Abuaagla Abdallah

Personal information
- Full name: Abuaagla Abdallah Muhamed Ahmed
- Date of birth: 11 March 1993 (age 33)
- Place of birth: Sudan
- Height: 1.78 m (5 ft 10 in)
- Position: Midfielder

Team information
- Current team: Al-Hilal SC (Benghazi)
- Number: 2

Senior career*
- Years: Team / Apps / (Gls)
- 2008–2012: Al-Tilal SC (Rashad)
- 2013: Al-Zihour SC (Omdurman)
- 2014–2015: Ombada SC
- 2016–2024: Al-Hilal SC
- 2024-2025: Al-Ahly SC (Benghazi)
- 2025-: Al-Hilal SC (Benghazi)

International career^{‡}
- 2015: Sudan U23 / 7 / (1)
- 2015–: Sudan / 78 / (3)

Medal record
Men's football
Representing Sudan
African Nations Championship
| Third place | 2018 Morocco |  |

= Abuaagla Abdalla =

Sudanese footballer

Abuaagla Abdallah Muhamed Ahmed (born 11 March 1993) is a Sudanese professional footballer who plays as a midfielder for Sudan Premier League club Al-Hilal SC and the Sudan national team.

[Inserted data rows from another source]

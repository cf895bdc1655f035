use anyhow::{Context, Result};
use crossterm::{
    event::{self, Event, KeyCode, KeyEvent, KeyEventKind, KeyModifiers},
    execute,
    terminal::{disable_raw_mode, enable_raw_mode, EnterAlternateScreen, LeaveAlternateScreen},
};
use ratatui::{backend::CrosstermBackend, Terminal};
use std::{
    fs::File,
    io,
    sync::{Arc, Mutex},
    time::{Duration, Instant},
};
use tokio::sync::mpsc::{unbounded_channel, UnboundedReceiver, UnboundedSender};

use seaview::app::DetailRequest;
use seaview::{App, AppEvent, FetchRequest, InputMode, NftApi, OpenSeaClient, PageCache, View};

const FRAME_BUDGET: Duration = Duration::from_millis(33); // ~30 fps

#[tokio::main]
async fn main() -> Result<()> {
    // Load .env file if it exists (safe to ignore if not found)
    dotenvy::dotenv().ok();
    init_logging();

    let cfg = seaview::config::load().context("Failed to load configuration")?;

    let api: Arc<dyn NftApi> = Arc::new(OpenSeaClient::new(
        cfg.api_url.clone(),
        cfg.api_key.clone().unwrap_or_default(),
        cfg.http_timeout_ms,
    ));
    let cache = Arc::new(Mutex::new(PageCache::new()));

    // terminal
    enable_raw_mode()?;
    let mut stdout = io::stdout();
    execute!(stdout, EnterAlternateScreen)?;
    let backend = CrosstermBackend::new(stdout);
    let mut terminal = Terminal::new(backend)?;
    terminal.clear()?;

    // app + event channel
    let (tx, rx) = unbounded_channel::<AppEvent>();
    let mut app = App::new(&cfg);

    let result = run_loop(&mut app, &mut terminal, rx, tx, api, cache).await;

    // cleanup
    disable_raw_mode()?;
    execute!(terminal.backend_mut(), LeaveAlternateScreen)?;
    result
}

/// The TUI owns the terminal, so logs go to a file instead of stderr.
fn init_logging() {
    let path = std::env::var("SEAVIEW_LOG").unwrap_or_else(|_| "./seaview.log".to_string());
    if let Ok(file) = File::create(&path) {
        env_logger::Builder::from_env(env_logger::Env::default().default_filter_or("info"))
            .target(env_logger::Target::Pipe(Box::new(file)))
            .init();
    }
}

async fn run_loop(
    app: &mut App,
    terminal: &mut Terminal<CrosstermBackend<io::Stdout>>,
    mut rx: UnboundedReceiver<AppEvent>,
    tx: UnboundedSender<AppEvent>,
    api: Arc<dyn NftApi>,
    cache: Arc<Mutex<PageCache>>,
) -> Result<()> {
    let mut last_frame = Instant::now();
    loop {
        let wait = FRAME_BUDGET.saturating_sub(last_frame.elapsed());

        // input events
        if event::poll(wait)? {
            if let Event::Key(k) = event::read()? {
                if k.kind == KeyEventKind::Press || k.kind == KeyEventKind::Repeat {
                    handle_key(app, k);
                }
            }
        }

        // fetch completions
        while let Ok(ev) = rx.try_recv() {
            app.on_event(ev);
        }

        // pump the controller: issue at most one page request and one detail
        // request per frame (the controller enforces sequencing anyway)
        let now = Instant::now();
        if let Some(req) = app.next_page_fetch(now) {
            spawn_page_fetch(req, api.clone(), cache.clone(), tx.clone());
        }
        if let Some(req) = app.take_detail_request() {
            spawn_detail_fetch(req, api.clone(), tx.clone());
        }

        if last_frame.elapsed() >= FRAME_BUDGET {
            terminal.draw(|f| seaview::ui::draw(f, app))?;
            last_frame = Instant::now();
        }
        if app.quit_flag() {
            break;
        }
    }
    Ok(())
}

/// Serve a page from the cache when fresh, else hit the upstream and memoize
/// the result. Either way the outcome flows back as an `AppEvent` tagged with
/// the request's generation.
fn spawn_page_fetch(
    req: FetchRequest,
    api: Arc<dyn NftApi>,
    cache: Arc<Mutex<PageCache>>,
    tx: UnboundedSender<AppEvent>,
) {
    tokio::spawn(async move {
        let key = PageCache::key(&req.wallet, req.cursor.as_deref());

        if let Some(page) = cache.lock().ok().and_then(|mut c| c.get(&key)) {
            log::debug!("[main] cache hit for {key}");
            let _ = tx.send(AppEvent::PageLoaded {
                generation: req.generation,
                result: Ok(page),
            });
            return;
        }

        let result = api
            .fetch_page(&req.wallet, req.cursor.as_deref(), req.limit)
            .await;
        if let Ok(page) = &result {
            if let Ok(mut c) = cache.lock() {
                c.put(key, page.clone());
            }
        }
        let _ = tx.send(AppEvent::PageLoaded {
            generation: req.generation,
            result,
        });
    });
}

fn spawn_detail_fetch(req: DetailRequest, api: Arc<dyn NftApi>, tx: UnboundedSender<AppEvent>) {
    tokio::spawn(async move {
        let result = api.fetch_detail(&req.contract, &req.token_id).await;
        let _ = tx.send(AppEvent::DetailLoaded {
            generation: req.generation,
            result,
        });
    });
}

fn handle_key(app: &mut App, k: KeyEvent) {
    // Address entry mode captures everything
    if app.input_mode() == InputMode::Address {
        match k.code {
            KeyCode::Char(c) => app.address_add_char(c),
            KeyCode::Backspace => app.address_backspace(),
            KeyCode::Enter => app.submit_address(),
            KeyCode::Esc => app.cancel_address_input(),
            _ => {}
        }
        return;
    }

    match (k.code, k.modifiers) {
        (KeyCode::Char('q'), _) | (KeyCode::Char('c'), KeyModifiers::CONTROL) => {
            app.on_event(AppEvent::Quit);
        }
        (KeyCode::Up, _) | (KeyCode::Char('k'), _) => app.up(),
        (KeyCode::Down, _) | (KeyCode::Char('j'), _) => app.down(Instant::now()),
        (KeyCode::Enter, _) => {
            if app.view() == View::Gallery {
                app.open_detail();
            }
        }
        (KeyCode::Esc, _) | (KeyCode::Backspace, _) => {
            if app.view() == View::Detail {
                app.back_to_gallery();
            }
        }
        (KeyCode::Char('l'), _) => {
            if app.view() == View::Gallery {
                app.load_more(Instant::now());
            }
        }
        (KeyCode::Char('a'), _) | (KeyCode::Char('/'), _) => {
            if app.view() == View::Gallery {
                app.start_address_input();
            }
        }
        (KeyCode::Char('h'), _) => app.go_home(),
        _ => {}
    }
}
use thiserror::Error;

/// Error kinds that can end up in UI state.
///
/// Superseded requests are not represented here: a response arriving for a
/// stale generation is dropped before it can touch state (see
/// `gallery::GalleryController::apply_page`), so cancellation never surfaces
/// as an error.
#[derive(Debug, Clone, PartialEq, Eq, Error)]
pub enum GalleryError {
    /// Missing deployment configuration (wallet address or API key).
    /// Terminal: there is no retry path, only fixing the environment.
    #[error("{0}")]
    Config(String),

    /// Transport failure, non-2xx upstream status, or malformed payload.
    /// Carries the upstream error message when one could be extracted.
    #[error("{0}")]
    Fetch(String),

    /// The upstream knows the identity pair but has no record for it.
    /// Distinct from `Fetch` so the UI can render "not found" vs "retry".
    #[error("NFT not found")]
    NotFound,
}

impl GalleryError {
    pub fn is_not_found(&self) -> bool {
        matches!(self, GalleryError::NotFound)
    }
}
use std::collections::HashMap;
use std::time::{Duration, Instant};

use crate::models::NftPage;

/// Entries expire five minutes after insertion.
pub const PAGE_CACHE_TTL: Duration = Duration::from_secs(5 * 60);

#[derive(Debug, Clone)]
struct CacheEntry {
    page: NftPage,
    stored_at: Instant,
}

/// Short-lived memo of fetched pages, keyed by (wallet, cursor).
///
/// Pure accelerator: its absence only changes request volume. Expiry is
/// pull-based; a `get` on an expired entry deletes it and reports absent.
/// There is no background sweep. Entries are immutable once written, so
/// sharing the map across gallery sessions behind a mutex is safe.
#[derive(Debug)]
pub struct PageCache {
    entries: HashMap<String, CacheEntry>,
    ttl: Duration,
}

impl PageCache {
    pub fn new() -> Self {
        Self::with_ttl(PAGE_CACHE_TTL)
    }

    pub fn with_ttl(ttl: Duration) -> Self {
        Self {
            entries: HashMap::new(),
            ttl,
        }
    }

    /// Cache key for one page request. The first page uses a sentinel so it
    /// never collides with a real continuation token.
    pub fn key(wallet: &str, cursor: Option<&str>) -> String {
        format!("{wallet}:{}", cursor.unwrap_or("<first>"))
    }

    pub fn get(&mut self, key: &str) -> Option<NftPage> {
        self.get_at(key, Instant::now())
    }

    pub fn put(&mut self, key: String, page: NftPage) {
        self.put_at(key, page, Instant::now())
    }

    fn get_at(&mut self, key: &str, now: Instant) -> Option<NftPage> {
        let entry = self.entries.get(key)?;
        if now.duration_since(entry.stored_at) > self.ttl {
            self.entries.remove(key);
            return None;
        }
        Some(self.entries[key].page.clone())
    }

    fn put_at(&mut self, key: String, page: NftPage, now: Instant) {
        self.entries.insert(
            key,
            CacheEntry {
                page,
                stored_at: now,
            },
        );
    }

    #[cfg(test)]
    fn len(&self) -> usize {
        self.entries.len()
    }
}

impl Default for PageCache {
    fn default() -> Self {
        Self::new()
    }
}
//! Dense complex matrix with interleaved row-major storage.
//!
//! A [`CMatrix`] stores an `R x C` matrix of complex doubles in one flat
//! `Vec<f64>`, alternating real and imaginary parts:
//!
//! ```text
//! [re(0,0), im(0,0), re(0,1), im(0,1), ..., re(1,0), im(1,0), ...]
//! ```
//!
//! Row `i` starts at `i * row_stride`. For a freshly allocated matrix the
//! stride is exactly `2 * num_cols`; a matrix wrapping an existing buffer may
//! use a wider stride, in which case the gap at the end of each row is never
//! read or written by the kernels.
//!
//! [`RealMatrix`] is the real-valued companion used as the output of
//! [`strip_real`](crate::ops::strip_real), [`magnitude`](crate::ops::magnitude)
//! and friends.

mod create;
mod display;
mod indexing;
mod real;
mod reshape;

pub use real::RealMatrix;

use crate::error::{CoreError, Result};

/// A dense matrix of complex `f64` values.
///
/// The matrix owns its backing vector and cloning performs a deep copy.
#[derive(Debug, Clone, Default)]
pub struct CMatrix {
    data: Vec<f64>,
    num_rows: usize,
    num_cols: usize,
    row_stride: usize,
}

impl CMatrix {
    // ------------------------------------------------------------------
    // Construction from raw parts
    // ------------------------------------------------------------------

    /// Wrap an interleaved `(re, im)` buffer of exactly `2 * rows * cols`
    /// values. The vector is taken over without copying.
    ///
    /// ```
    /// # use zmat_core::matrix::CMatrix;
    /// let m = CMatrix::from_interleaved(vec![1.0, 2.0, 3.0, 4.0], 1, 2).unwrap();
    /// assert_eq!(m.get(0, 1).unwrap().re, 3.0);
    /// ```
    pub fn from_interleaved(data: Vec<f64>, rows: usize, cols: usize) -> Result<Self> {
        if data.len() % 2 == 1 {
            return Err(CoreError::InvalidDimension {
                rows,
                cols,
                reason: "interleaved data must have an even length",
            });
        }
        if data.len() != 2 * rows * cols {
            return Err(CoreError::InvalidDimension {
                rows,
                cols,
                reason: "data length does not equal 2 * rows * cols",
            });
        }
        Ok(Self {
            data,
            num_rows: rows,
            num_cols: cols,
            row_stride: 2 * cols,
        })
    }

    /// Wrap a buffer whose rows are `row_stride` values apart.
    ///
    /// `row_stride` must be at least `2 * cols` and the buffer must hold at
    /// least `rows * row_stride` values.
    pub fn from_interleaved_with_stride(
        data: Vec<f64>,
        rows: usize,
        cols: usize,
        row_stride: usize,
    ) -> Result<Self> {
        if row_stride < 2 * cols {
            return Err(CoreError::InvalidDimension {
                rows,
                cols,
                reason: "row stride is smaller than 2 * cols",
            });
        }
        if data.len() < rows * row_stride {
            return Err(CoreError::InvalidDimension {
                rows,
                cols,
                reason: "backing data is shorter than rows * row_stride",
            });
        }
        Ok(Self {
            data,
            num_rows: rows,
            num_cols: cols,
            row_stride,
        })
    }

    /// Copy an interleaved slice into a new matrix.
    pub fn from_slice(data: &[f64], rows: usize, cols: usize) -> Result<Self> {
        Self::from_interleaved(data.to_vec(), rows, cols)
    }

    // ------------------------------------------------------------------
    // Accessors
    // ------------------------------------------------------------------

    #[inline]
    pub fn num_rows(&self) -> usize {
        self.num_rows
    }

    #[inline]
    pub fn num_cols(&self) -> usize {
        self.num_cols
    }

    /// `[num_rows, num_cols]`
    #[inline]
    pub fn shape(&self) -> [usize; 2] {
        [self.num_rows, self.num_cols]
    }

    /// Distance in `f64` slots between the starts of consecutive rows.
    #[inline]
    pub fn row_stride(&self) -> usize {
        self.row_stride
    }

    /// Number of complex elements, `num_rows * num_cols`.
    #[inline]
    pub fn num_elements(&self) -> usize {
        self.num_rows * self.num_cols
    }

    /// Number of `f64` slots the matrix spans, `num_rows * row_stride`.
    #[inline]
    pub fn data_length(&self) -> usize {
        self.num_rows * self.row_stride
    }

    /// Whether the matrix has zero elements.
    #[inline]
    pub fn is_empty(&self) -> bool {
        self.num_elements() == 0
    }

    #[inline]
    pub fn is_square(&self) -> bool {
        self.num_rows == self.num_cols
    }

    /// Whether rows are packed back to back (`row_stride == 2 * num_cols`).
    #[inline]
    pub fn is_contiguous(&self) -> bool {
        self.row_stride == 2 * self.num_cols
    }

    /// The `f64` slots spanned by the matrix, in storage order.
    #[inline]
    pub fn as_slice(&self) -> &[f64] {
        &self.data[..self.data_length()]
    }

    /// Mutable view of the `f64` slots spanned by the matrix.
    #[inline]
    pub fn as_mut_slice(&mut self) -> &mut [f64] {
        let len = self.data_length();
        &mut self.data[..len]
    }

    /// Consume the matrix and return the backing vector.
    #[inline]
    pub fn into_vec(self) -> Vec<f64> {
        self.data
    }

    // ------------------------------------------------------------------
    // Row access
    // ------------------------------------------------------------------

    /// The `2 * num_cols` interleaved values of row `i`.
    ///
    /// # Panics
    ///
    /// Panics if `i >= num_rows`.
    #[inline]
    pub fn row(&self, i: usize) -> &[f64] {
        assert!(i < self.num_rows, "row {i} out of bounds");
        let start = i * self.row_stride;
        &self.data[start..start + 2 * self.num_cols]
    }

    /// Mutable access to row `i`.
    ///
    /// # Panics
    ///
    /// Panics if `i >= num_rows`.
    #[inline]
    pub fn row_mut(&mut self, i: usize) -> &mut [f64] {
        assert!(i < self.num_rows, "row {i} out of bounds");
        let start = i * self.row_stride;
        &mut self.data[start..start + 2 * self.num_cols]
    }

    /// Iterate over the rows, skipping any stride padding.
    ///
    /// Always yields `num_rows` slices, empty ones when `num_cols == 0`.
    pub fn rows(&self) -> impl Iterator<Item = &[f64]> {
        (0..self.num_rows).map(move |i| self.row(i))
    }

    /// Iterate mutably over the rows, skipping any stride padding.
    pub fn rows_mut(&mut self) -> impl Iterator<Item = &mut [f64]> {
        let width = 2 * self.num_cols;
        let stride = self.row_stride;
        let mut remaining = self.num_rows;
        let mut rest = self.data.as_mut_slice();
        std::iter::from_fn(move || {
            if remaining == 0 {
                return None;
            }
            remaining -= 1;
            // the last row may have no padding after it
            let step = if remaining == 0 { width } else { stride };
            let (row, tail) = std::mem::take(&mut rest).split_at_mut(step);
            rest = tail;
            Some(&mut row[..width])
        })
    }

    /// Error unless `self` and `other` have the same shape.
    pub(crate) fn check_same_shape(&self, other: [usize; 2]) -> Result<()> {
        if self.shape() != other {
            return Err(CoreError::DimensionMismatch {
                expected: self.shape().to_vec(),
                got: other.to_vec(),
            });
        }
        Ok(())
    }
}

impl PartialEq for CMatrix {
    /// Shapes and element values are compared; stride padding is ignored.
    fn eq(&self, other: &Self) -> bool {
        self.shape() == other.shape() && self.rows().zip(other.rows()).all(|(a, b)| a == b)
    }
}
//! Matrix decompositions.
//!
//! | Decomposition | Module  | Factorization |
//! |---------------|---------|---------------|
//! | LU            | [`lu`]  | `PA = LU`     |

pub mod lu;

pub use lu::LuDecomposition;
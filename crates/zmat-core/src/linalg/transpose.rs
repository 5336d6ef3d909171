//! Matrix transpose.

use crate::error::{CoreError, Result};
use crate::matrix::CMatrix;

/// Transpose `mat` in place.
///
/// Square matrices are transposed by swapping `(i, j)` with `(j, i)` and
/// need no extra memory. Other shapes are transposed into a scratch matrix
/// which is then copied back after reshaping `mat`.
pub fn transpose_in_place(mat: &mut CMatrix) {
    if mat.is_square() {
        square_in_place(mat);
    } else {
        let mut scratch = CMatrix::new(mat.num_cols(), mat.num_rows());
        standard(mat, &mut scratch);
        mat.set_from(&scratch);
    }
}

/// `output_ji = input_ij`
///
/// Writes into `output` when given (it must be `cols x rows`) or into a
/// freshly allocated matrix otherwise, and returns it.
///
/// ```
/// # use zmat_core::matrix::CMatrix;
/// # use zmat_core::linalg::transpose;
/// let a = CMatrix::from_interleaved(vec![1.0, 2.0, 3.0, 4.0], 1, 2).unwrap();
/// let t = transpose(&a, None).unwrap();
/// assert_eq!(t.shape(), [2, 1]);
/// assert_eq!(t.get(1, 0).unwrap().re, 3.0);
/// ```
pub fn transpose(input: &CMatrix, output: Option<CMatrix>) -> Result<CMatrix> {
    let mut output = match output {
        Some(out) => {
            if out.num_rows() != input.num_cols() || out.num_cols() != input.num_rows() {
                return Err(CoreError::DimensionMismatch {
                    expected: vec![input.num_cols(), input.num_rows()],
                    got: out.shape().to_vec(),
                });
            }
            out
        }
        None => CMatrix::new(input.num_cols(), input.num_rows()),
    };
    standard(input, &mut output);
    Ok(output)
}

fn square_in_place(mat: &mut CMatrix) {
    let n = mat.num_rows();
    let stride = mat.row_stride();
    let data = mat.as_mut_slice();
    for i in 0..n {
        for j in (i + 1)..n {
            let ij = i * stride + 2 * j;
            let ji = j * stride + 2 * i;
            data.swap(ij, ji);
            data.swap(ij + 1, ji + 1);
        }
    }
}

fn standard(input: &CMatrix, output: &mut CMatrix) {
    let out_stride = output.row_stride();
    let out = output.as_mut_slice();
    for (i, row) in input.rows().enumerate() {
        for (j, pair) in row.chunks_exact(2).enumerate() {
            let idx = j * out_stride + 2 * i;
            out[idx] = pair[0];
            out[idx + 1] = pair[1];
        }
    }
}

impl CMatrix {
    /// Returns the transpose as a new matrix.
    pub fn transposed(&self) -> CMatrix {
        let mut out = CMatrix::new(self.num_cols(), self.num_rows());
        standard(self, &mut out);
        out
    }
}
//! Linear solvers for `A X = B`.
//!
//! A solver is factored once with [`LinearSolver::set_a`] and can then be
//! used for any number of [`solve`](LinearSolver::solve),
//! [`invert`](LinearSolver::invert) and
//! [`determinant`](LinearSolver::determinant) calls. Calling those before a
//! successful factorization returns [`CoreError::NotFactored`].
//!
//! Implementations are allowed to use `A` and `B` as scratch space and say
//! so through [`modifies_a`](LinearSolver::modifies_a) and
//! [`modifies_b`](LinearSolver::modifies_b). Wrap a solver in
//! [`SafeSolver`] when the caller's matrices must survive.
//!
//! [`CoreError::NotFactored`]: crate::CoreError::NotFactored

mod lu;
mod safe;

pub use lu::LinearSolverLu;
pub use safe::SafeSolver;

use crate::complex::Complex64;
use crate::error::Result;
use crate::matrix::CMatrix;
use crate::params::SOLVER_SPECIALIZE_MAX;

/// Factor-once, solve-many interface over a square coefficient matrix.
pub trait LinearSolver {
    /// Factor `a`. On failure the solver returns to the unfactored state.
    ///
    /// Returns [`SingularMatrix`](crate::CoreError::SingularMatrix) when
    /// `a` cannot be factored. Success does not imply a well-conditioned
    /// matrix; check [`quality`](Self::quality).
    fn set_a(&mut self, a: &mut CMatrix) -> Result<()>;

    /// Solve `A X = B` for every column of `b`, writing into `x`.
    fn solve(&mut self, b: &mut CMatrix, x: &mut CMatrix) -> Result<()>;

    /// Write `A^-1` into `a_inv`, which must be `n x n`.
    fn invert(&mut self, a_inv: &mut CMatrix) -> Result<()>;

    /// Determinant of the factored matrix.
    fn determinant(&self) -> Result<Complex64>;

    /// Conditioning indicator in `[0, 1]`; `0` when unfactored.
    fn quality(&self) -> f64;

    /// Whether [`set_a`](Self::set_a) may overwrite its argument.
    fn modifies_a(&self) -> bool;

    /// Whether [`solve`](Self::solve) may overwrite `b`.
    fn modifies_b(&self) -> bool;
}

impl<S: LinearSolver + ?Sized> LinearSolver for Box<S> {
    fn set_a(&mut self, a: &mut CMatrix) -> Result<()> {
        (**self).set_a(a)
    }

    fn solve(&mut self, b: &mut CMatrix, x: &mut CMatrix) -> Result<()> {
        (**self).solve(b, x)
    }

    fn invert(&mut self, a_inv: &mut CMatrix) -> Result<()> {
        (**self).invert(a_inv)
    }

    fn determinant(&self) -> Result<Complex64> {
        (**self).determinant()
    }

    fn quality(&self) -> f64 {
        (**self).quality()
    }

    fn modifies_a(&self) -> bool {
        (**self).modifies_a()
    }

    fn modifies_b(&self) -> bool {
        (**self).modifies_b()
    }
}

/// Pick a general-purpose solver for an `num_rows x num_rows` system.
///
/// Sizes up to [`SOLVER_SPECIALIZE_MAX`] are where fixed-size solvers would
/// be dispatched; none ship with this crate, so every size gets
/// [`LinearSolverLu`].
///
/// ```
/// # use zmat_core::matrix::CMatrix;
/// # use zmat_core::linalg::linsol::{linear, LinearSolver};
/// let mut solver = linear(2);
/// let mut a = CMatrix::identity(2);
/// solver.set_a(&mut a).unwrap();
/// assert_eq!(solver.quality(), 1.0);
/// ```
pub fn linear(num_rows: usize) -> Box<dyn LinearSolver> {
    log::debug!(
        "linear solver for {num_rows}x{num_rows}: general LU (specialized up to {SOLVER_SPECIALIZE_MAX})"
    );
    Box::new(LinearSolverLu::new())
}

He debuted internationally on 11 November 2015, at the 2018 FIFA World Cup qualifying match against Zambia in a 0-1 defeat.

On 18 November 2018, Ahmed scored his first goal for Sudan against Madagascar at the 2019 Africa Cup of Nations qualifying match in a 1-3 victory.